*How to complete this task*.
Your answer must consist of exactly the lines below, starting with the line with "self.eligibility(snapshot).await?.check(snapshot)?;" and going on through the line with "let mut report", and nothing else.

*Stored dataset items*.
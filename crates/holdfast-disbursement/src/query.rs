//! Read-side views for admin tooling: holding, pending, stats.
//!
//! Pure projections over the order store and the complaint gate. The
//! `can_disburse` flag comes from [`holdfast_escrow::evaluate`], the same
//! function the scheduler uses.

use chrono::{DateTime, Duration, Utc};
use holdfast_escrow::{EscrowMachine, evaluate};
use holdfast_types::{
    Amount, Clock, EscrowConfig, HoldStatus, HoldfastError, OrderId, OrderItem, OrderItemId, Page,
    PageRequest, Result, ShopId,
};
use serde::Serialize;

/// One held item as admin tooling sees it.
#[derive(Debug, Clone, PartialEq, Eq, Serialize)]
pub struct HoldView {
    pub item_id: OrderItemId,
    pub order_id: OrderId,
    pub shop_id: ShopId,
    pub hold_amount: Amount,
    pub hold_status: HoldStatus,
    pub hold_at: Option<DateTime<Utc>>,
    pub eligible_at: Option<DateTime<Utc>>,
    pub time_remaining_secs: Option<i64>,
    pub has_open_complaint: bool,
    pub can_disburse: bool,
    /// Why `can_disburse` is false.
    pub reason: Option<String>,
}

/// Aggregate figures over holds and recent settlements.
#[derive(Debug, Clone, Default, PartialEq, Eq, Serialize)]
pub struct DisbursementStats {
    pub holding_count: usize,
    pub holding_amount: Amount,
    /// Items released within the stats window.
    pub released_count: usize,
    pub released_amount: Amount,
    /// Items refunded within the stats window.
    pub refunded_count: usize,
    pub refunded_amount: Amount,
    /// Holding items the scheduler would release right now.
    pub ready_now: usize,
    pub window_days: i64,
}

/// Admin query API.
#[derive(Debug, Clone)]
pub struct DisbursementQuery {
    machine: EscrowMachine,
    stats_window: Duration,
    default_page_limit: usize,
    max_page_limit: usize,
}

impl DisbursementQuery {
    #[must_use]
    pub fn new(machine: EscrowMachine, config: &EscrowConfig) -> Self {
        Self {
            machine,
            stats_window: config.stats_window(),
            default_page_limit: config.default_page_limit,
            max_page_limit: config.max_page_limit,
        }
    }

    /// Page request from optional caller input, with configured defaults.
    #[must_use]
    pub fn page_request(&self, limit: Option<usize>, skip: Option<usize>) -> PageRequest {
        PageRequest::new(
            limit.unwrap_or(self.default_page_limit),
            skip.unwrap_or_default(),
        )
        .clamped(self.max_page_limit)
    }

    /// Every `Holding` item, oldest hold first, optionally for one shop.
    pub async fn holding(&self, shop: Option<ShopId>, page: PageRequest) -> Result<Page<HoldView>> {
        let now = self.machine.clock().now();
        let items = self.machine.orders().holding_items(shop).await?;
        let views = self.views(items, now).await?;
        Ok(Page::from_vec(views, page.clamped(self.max_page_limit)))
    }

    /// `Holding` items past their window with no open complaint.
    pub async fn pending(&self, page: PageRequest) -> Result<Page<HoldView>> {
        let now = self.machine.clock().now();
        let cutoff = self.machine.release_cutoff(now)?;
        let items = self.machine.orders().holds_started_before(cutoff).await?;
        let views = self
            .views(items, now)
            .await?
            .into_iter()
            .filter(|v| v.can_disburse)
            .collect();
        Ok(Page::from_vec(views, page.clamped(self.max_page_limit)))
    }

    /// View of a single item in any hold status.
    pub async fn item(&self, id: OrderItemId) -> Result<HoldView> {
        let item = self.machine.orders().item(id).await?;
        self.view(item, self.machine.clock().now()).await
    }

    pub async fn stats(&self) -> Result<DisbursementStats> {
        let now = self.machine.clock().now();
        let orders = self.machine.orders();

        let holding = self.views(orders.holding_items(None).await?, now).await?;
        let since = now.checked_sub_signed(self.stats_window).ok_or_else(|| {
            HoldfastError::Configuration(format!(
                "stats window of {}d reaches before the earliest representable time",
                self.stats_window.num_days()
            ))
        })?;
        let settled = orders.settled_since(since).await?;
        let (released, refunded): (Vec<&OrderItem>, Vec<&OrderItem>) = settled
            .iter()
            .partition(|i| i.hold_status == HoldStatus::Released);

        Ok(DisbursementStats {
            holding_count: holding.len(),
            holding_amount: holding.iter().map(|v| v.hold_amount).sum(),
            released_count: released.len(),
            released_amount: released.iter().map(|i| i.hold_amount).sum(),
            refunded_count: refunded.len(),
            refunded_amount: refunded.iter().map(|i| i.hold_amount).sum(),
            ready_now: holding.iter().filter(|v| v.can_disburse).count(),
            window_days: self.stats_window.num_days(),
        })
    }

    async fn views(&self, items: Vec<OrderItem>, now: DateTime<Utc>) -> Result<Vec<HoldView>> {
        let mut views = Vec::with_capacity(items.len());
        for item in items {
            views.push(self.view(item, now).await?);
        }
        Ok(views)
    }

    async fn view(&self, item: OrderItem, now: DateTime<Utc>) -> Result<HoldView> {
        let has_open_complaint = self.machine.complaints().has_open_complaint(item.id).await?;
        let e = evaluate(&item, now, self.machine.escrow_period(), has_open_complaint);
        Ok(HoldView {
            item_id: item.id,
            order_id: item.order_id,
            shop_id: item.shop_id,
            hold_amount: item.hold_amount,
            hold_status: item.hold_status,
            hold_at: item.hold_at,
            eligible_at: e.eligible_at,
            time_remaining_secs: e.time_remaining_secs,
            has_open_complaint,
            can_disburse: e.can_disburse,
            reason: e.reason.map(|r| r.to_string()),
        })
    }
}
//! Escrow state machine.
//!
//! ```text
//! | From    | Event                     | Guard             | To       | Ledger effect            |
//! |---------|---------------------------|-------------------|----------|--------------------------|
//! | Holding | escrow window elapsed     | no open complaint | Released | seller +hold, Release    |
//! | Holding | moderator release         | no open complaint | Released | seller +hold, System ref |
//! | Holding | verdict ForceRelease      | -                 | Released | seller +hold, Ticket ref |
//! | Holding | verdict ForceRefund       | -                 | Refunded | buyer  +hold, Refund     |
//! | terminal| any                       | -                 | no-op    | AlreadyTerminal          |
//! ```
//!
//! Every transition has two steps:
//! 1. **Claim**: a conditional write in the order store. Exactly one caller
//!    wins per item; the claim is never rolled back.
//! 2. **Post**: the ledger credit, keyed by `(item, kind, direction)`. A
//!    failed post leaves the item claimed with no recorded entry; a later
//!    [`EscrowMachine::reconcile`] pass completes it.

use std::fmt;
use std::sync::Arc;

use chrono::{DateTime, Duration, Utc};
use holdfast_ledger::WalletAccessor;
use holdfast_types::{
    Clock, Direction, EntryKind, HoldStatus, HoldfastError, IdempotencyKey, ItemStatus,
    LedgerEntry, LedgerRef, OrderId, OrderItem, OrderItemId, OrderStatus, Posting, Result,
    SettlementTrigger, TicketId, UserId,
};
use tracing::{debug, info, warn};

use crate::collaborators::{ComplaintGate, ComplaintVerdict, ShopDirectory};
use crate::eligibility::{Eligibility, evaluate};
use crate::order_store::OrderStore;

/// A completed terminal transition.
#[derive(Debug, Clone, PartialEq, Eq)]
pub struct Settlement {
    /// The item after the transition.
    pub item: OrderItem,
    /// The ledger row that moved the money.
    pub entry: LedgerEntry,
    /// The row already existed; this call moved no money.
    pub replayed: bool,
    /// The entry id is recorded on the item. When false, money moved but a
    /// reconciliation pass still has to record it.
    pub recorded: bool,
}

/// Outcome of one reconciliation pass.
#[derive(Debug, Clone, Default, PartialEq, Eq)]
pub struct ReconcileReport {
    pub completed: Vec<OrderItemId>,
    pub failed: Vec<(OrderItemId, HoldfastError)>,
}

/// Drives order items out of `Holding`.
#[derive(Clone)]
pub struct EscrowMachine {
    orders: Arc<dyn OrderStore>,
    wallets: WalletAccessor,
    complaints: Arc<dyn ComplaintGate>,
    shops: Arc<dyn ShopDirectory>,
    clock: Arc<dyn Clock>,
    escrow_period: Duration,
}

impl fmt::Debug for EscrowMachine {
    fn fmt(&self, f: &mut fmt::Formatter<'_>) -> fmt::Result {
        f.debug_struct("EscrowMachine")
            .field("escrow_period", &self.escrow_period)
            .field("clock", &self.clock)
            .finish_non_exhaustive()
    }
}

impl EscrowMachine {
    #[must_use]
    pub fn new(
        orders: Arc<dyn OrderStore>,
        wallets: WalletAccessor,
        complaints: Arc<dyn ComplaintGate>,
        shops: Arc<dyn ShopDirectory>,
        clock: Arc<dyn Clock>,
        escrow_period: Duration,
    ) -> Self {
        Self {
            orders,
            wallets,
            complaints,
            shops,
            clock,
            escrow_period,
        }
    }

    #[must_use]
    pub fn orders(&self) -> &Arc<dyn OrderStore> {
        &self.orders
    }

    #[must_use]
    pub fn wallets(&self) -> &WalletAccessor {
        &self.wallets
    }

    #[must_use]
    pub fn complaints(&self) -> &Arc<dyn ComplaintGate> {
        &self.complaints
    }

    #[must_use]
    pub fn clock(&self) -> &Arc<dyn Clock> {
        &self.clock
    }

    #[must_use]
    pub fn escrow_period(&self) -> Duration {
        self.escrow_period
    }

    /// Latest `hold_at` that is past the window at `now`.
    ///
    /// # Errors
    /// [`HoldfastError::Configuration`] if the period reaches past the
    /// earliest representable time.
    pub fn release_cutoff(&self, now: DateTime<Utc>) -> Result<DateTime<Utc>> {
        now.checked_sub_signed(self.escrow_period).ok_or_else(|| {
            HoldfastError::Configuration(format!(
                "escrow period of {}h reaches before the earliest representable time",
                self.escrow_period.num_hours()
            ))
        })
    }

    /// Evaluate the release rule for `item` now, asking the complaint gate
    /// only when the answer can matter.
    pub async fn eligibility(&self, item: &OrderItem) -> Result<Eligibility> {
        let complaint = if item.is_holding() {
            self.complaints.has_open_complaint(item.id).await?
        } else {
            false
        };
        Ok(evaluate(item, self.clock.now(), self.escrow_period, complaint))
    }

    // -----------------------------------------------------------------------
    // Transitions
    // -----------------------------------------------------------------------

    /// Scheduler path: release an item whose window has elapsed.
    ///
    /// The claim uses the version of `snapshot`, the row as the caller read
    /// it. If anything wrote the item since, this returns
    /// [`HoldfastError::ClaimConflict`] and moves no money.
    pub async fn release_elapsed(&self, snapshot: &OrderItem) -> Result<Settlement> {
        self.eligibility(snapshot).await?.check(snapshot)?;
        let claimed = self
            .orders
            .claim_hold(
                snapshot.id,
                snapshot.version,
                HoldStatus::Released,
                SettlementTrigger::Scheduler,
                self.clock.now(),
            )
            .await?;
        info!(item_id = %snapshot.id, amount = %snapshot.hold_amount, "escrow window elapsed; item claimed for release");
        self.settle(claimed).await
    }

    /// Moderator path: release now, window or not. Refused while a
    /// complaint is open.
    pub async fn release_by_moderator(&self, item_id: OrderItemId, actor: UserId) -> Result<Settlement> {
        let item = self.load_holding(item_id).await?;
        if self.complaints.has_open_complaint(item_id).await? {
            return Err(HoldfastError::ComplaintOpen(item_id));
        }
        let claimed = self
            .claim(&item, HoldStatus::Released, SettlementTrigger::Moderator { actor })
            .await?;
        info!(item_id = %item_id, actor = %actor, amount = %item.hold_amount, "moderator release claimed");
        self.settle(claimed).await
    }

    /// Apply a complaint verdict. Verdicts bypass the window and the
    /// complaint guard; they are how a complaint ends.
    pub async fn apply_verdict(
        &self,
        item_id: OrderItemId,
        ticket: TicketId,
        verdict: ComplaintVerdict,
    ) -> Result<Settlement> {
        let item = self.load_holding(item_id).await?;
        let to = match verdict {
            ComplaintVerdict::ForceRefund => HoldStatus::Refunded,
            ComplaintVerdict::ForceRelease => HoldStatus::Released,
        };
        let claimed = self
            .claim(&item, to, SettlementTrigger::Ticket { ticket })
            .await?;
        info!(item_id = %item_id, ticket = %ticket, to = %to, amount = %item.hold_amount, "complaint verdict claimed");
        self.settle(claimed).await
    }

    /// Complete every claimed item whose ledger entry was never recorded.
    ///
    /// Posting is idempotent, so an item whose credit landed before a crash
    /// replays the existing row instead of paying twice.
    pub async fn reconcile(&self) -> Result<ReconcileReport> {
        let mut report = ReconcileReport::default();
        for item in self.orders.awaiting_ledger().await? {
            let id = item.id;
            match self.complete_claimed(item).await {
                Ok(done) if done.recorded => {
                    info!(item_id = %id, entry_id = %done.entry.id, replayed = done.replayed, "reconciled claimed item");
                    report.completed.push(id);
                }
                Ok(done) => {
                    report.failed.push((
                        id,
                        HoldfastError::Datastore(format!(
                            "entry {} posted but still unrecorded",
                            done.entry.id
                        )),
                    ));
                }
                Err(err) => {
                    warn!(item_id = %id, error = %err, "reconciliation failed; will retry");
                    report.failed.push((id, err));
                }
            }
        }
        Ok(report)
    }

    /// Post and record the ledger entry of one claimed item.
    ///
    /// # Errors
    /// [`HoldfastError::Internal`] if `item` is not awaiting its ledger entry.
    pub async fn complete_claimed(&self, item: OrderItem) -> Result<Settlement> {
        if !item.awaiting_ledger() {
            return Err(HoldfastError::Internal(format!(
                "{} is {} with entry {:?}; nothing to complete",
                item.id, item.hold_status, item.settlement_entry
            )));
        }
        self.settle(item).await
    }

    // -----------------------------------------------------------------------
    // Internals
    // -----------------------------------------------------------------------

    /// Fresh read of an item that must still be `Holding`.
    async fn load_holding(&self, item_id: OrderItemId) -> Result<OrderItem> {
        let item = self.orders.item(item_id).await?;
        if item.hold_status.is_terminal() {
            debug!(item_id = %item_id, status = %item.hold_status, "transition on terminal item ignored");
            return Err(HoldfastError::AlreadyTerminal {
                item: item_id,
                status: item.hold_status,
            });
        }
        if !item.is_holding() {
            return Err(HoldfastError::ItemNotHolding(item_id));
        }
        Ok(item)
    }

    /// Claim from a fresh read. A lost race against a terminal write
    /// reports `AlreadyTerminal`; any other lost race is a `ClaimConflict`.
    async fn claim(&self, item: &OrderItem, to: HoldStatus, trigger: SettlementTrigger) -> Result<OrderItem> {
        match self
            .orders
            .claim_hold(item.id, item.version, to, trigger, self.clock.now())
            .await
        {
            Err(HoldfastError::ClaimConflict(id)) => {
                let current = self.orders.item(id).await?;
                if current.hold_status.is_terminal() {
                    Err(HoldfastError::AlreadyTerminal {
                        item: id,
                        status: current.hold_status,
                    })
                } else {
                    Err(HoldfastError::ClaimConflict(id))
                }
            }
            other => other,
        }
    }

    /// Post the ledger credit for a claimed item and record it.
    async fn settle(&self, claimed: OrderItem) -> Result<Settlement> {
        let trigger = claimed.settled_by.ok_or_else(|| {
            HoldfastError::Internal(format!("{} is terminal without a trigger", claimed.id))
        })?;
        let (kind, beneficiary) = match claimed.hold_status {
            HoldStatus::Released => {
                let shop = self.shops.shop(claimed.shop_id).await?;
                (EntryKind::Release, shop.owner_id)
            }
            HoldStatus::Refunded => {
                let order = self.orders.order(claimed.order_id).await?;
                (EntryKind::Refund, order.customer_user_id)
            }
            status => {
                return Err(HoldfastError::Internal(format!(
                    "cannot settle {} in {status}",
                    claimed.id
                )));
            }
        };

        let reference = trigger.ledger_ref(claimed.id);
        let opposite = match kind {
            EntryKind::Release => EntryKind::Refund,
            _ => EntryKind::Release,
        };
        let opposite_key = IdempotencyKey::new(&reference, opposite, Direction::In);
        if let Some(existing) = self.wallets.store().find(&opposite_key).await? {
            return Err(HoldfastError::ConservationViolation {
                reason: format!(
                    "{} already settled by {} entry {}",
                    claimed.id, existing.kind, existing.id
                ),
            });
        }

        let posting = self
            .post(&claimed, beneficiary, kind, reference)
            .await
            .inspect_err(|err| {
                warn!(item_id = %claimed.id, error = %err, "ledger post failed; item stays claimed for reconciliation");
            })?;

        let now = self.clock.now();
        let (item, recorded) = match self
            .orders
            .record_settlement(claimed.id, posting.entry.id, now)
            .await
        {
            Ok(item) => (item, true),
            Err(err) => {
                warn!(item_id = %claimed.id, entry_id = %posting.entry.id, error = %err, "money moved but entry not recorded; reconciliation will record it");
                (claimed, false)
            }
        };

        if recorded {
            if let Err(err) = self.roll_up_order(item.order_id, now).await {
                warn!(order_id = %item.order_id, error = %err, "order status roll-up failed");
            }
        }

        Ok(Settlement {
            item,
            entry: posting.entry,
            replayed: posting.replayed,
            recorded,
        })
    }

    async fn post(
        &self,
        claimed: &OrderItem,
        beneficiary: UserId,
        kind: EntryKind,
        reference: LedgerRef,
    ) -> Result<Posting> {
        let wallet = self.wallets.wallet_of(beneficiary).await.map_err(ledger_failure)?;
        let memo = format!("{kind} of {} for {}", claimed.hold_amount, claimed.id);
        self.wallets
            .credit(wallet.id, claimed.hold_amount, kind, reference, memo)
            .await
            .map_err(ledger_failure)
    }

    /// Move the order to its terminal status once every item is terminal,
    /// and out of `Disputed` once no held item is still disputed.
    async fn roll_up_order(&self, order_id: OrderId, at: DateTime<Utc>) -> Result<()> {
        let order = self.orders.order(order_id).await?;
        if order.status.is_final() {
            return Ok(());
        }
        let items = self.orders.items_of_order(order_id).await?;

        let target = if items.iter().all(|i| i.hold_status.is_terminal()) {
            if items.iter().any(|i| i.hold_status == HoldStatus::Released) {
                OrderStatus::Completed
            } else {
                OrderStatus::Refunded
            }
        } else if order.status == OrderStatus::Disputed
            && !items
                .iter()
                .any(|i| i.is_holding() && i.item_status == ItemStatus::Disputed)
        {
            OrderStatus::Paid
        } else {
            return Ok(());
        };

        if order.status == target || !order.status.can_transition_to(target) {
            return Ok(());
        }
        self.orders
            .set_order_status(order_id, order.status, target, at)
            .await?;
        info!(order_id = %order_id, from = %order.status, to = %target, "order status rolled up");
        Ok(())
    }
}

/// A datastore failure during a post means no row was written.
fn ledger_failure(err: HoldfastError) -> HoldfastError {
    match err {
        HoldfastError::Datastore(reason) => HoldfastError::LedgerWriteFailed { reason },
        other => other,
    }
}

*Response area*.
        self.eligibility(snapshot).await?.check(snapshot)?;
        let claimed = self
            .orders
            .claim_hold(
                snapshot.id,
                snapshot.version,
                HoldStatus::Released,
                SettlementTrigger::Scheduler,
                self.clock.now(),
            )
            .await?;
        info!(item_id = %snapshot.id, amount = %snapshot.hold_amount, "escrow window elapsed; item claimed for release");
        self.settle(claimed).await
    }

    /// Moderator path: release now, window or not. Refused while a
    /// complaint is open.
    pub async fn release_by_moderator(&self, item_id: OrderItemId, actor: UserId) -> Result<Settlement> {
        let item = self.load_holding(item_id).await?;
        if self.complaints.has_open_complaint(item_id).await? {
            return Err(HoldfastError::ComplaintOpen(item_id));
        }
        let claimed = self
            .claim(&item, HoldStatus::Released, SettlementTrigger::Moderator { actor })
            .await?;
        info!(item_id = %item_id, actor = %actor, amount = %item.hold_amount, "moderator release claimed");
        self.settle(claimed).await
    }

    /// Apply a complaint verdict. Verdicts bypass the window and the
    /// complaint guard; they are how a complaint ends.
    pub async fn apply_verdict(
        &self,
        item_id: OrderItemId,
        ticket: TicketId,
        verdict: ComplaintVerdict,
    ) -> Result<Settlement> {
        let item = self.load_holding(item_id).await?;
        let to = match verdict {
            ComplaintVerdict::ForceRefund => HoldStatus::Refunded,
            ComplaintVerdict::ForceRelease => HoldStatus::Released,
        };
        let claimed = self
            .claim(&item, to, SettlementTrigger::Ticket { ticket })
            .await?;
        info!(item_id = %item_id, ticket = %ticket, to = %to, amount = %item.hold_amount, "complaint verdict claimed");
        self.settle(claimed).await
    }

    /// Complete every claimed item whose ledger entry was never recorded.
    ///
    /// Posting is idempotent, so an item whose credit landed before a crash
    /// replays the existing row instead of paying twice.
    pub async fn reconcile(&self) -> Result<ReconcileReport> {
        let mut report = ReconcileReport::default();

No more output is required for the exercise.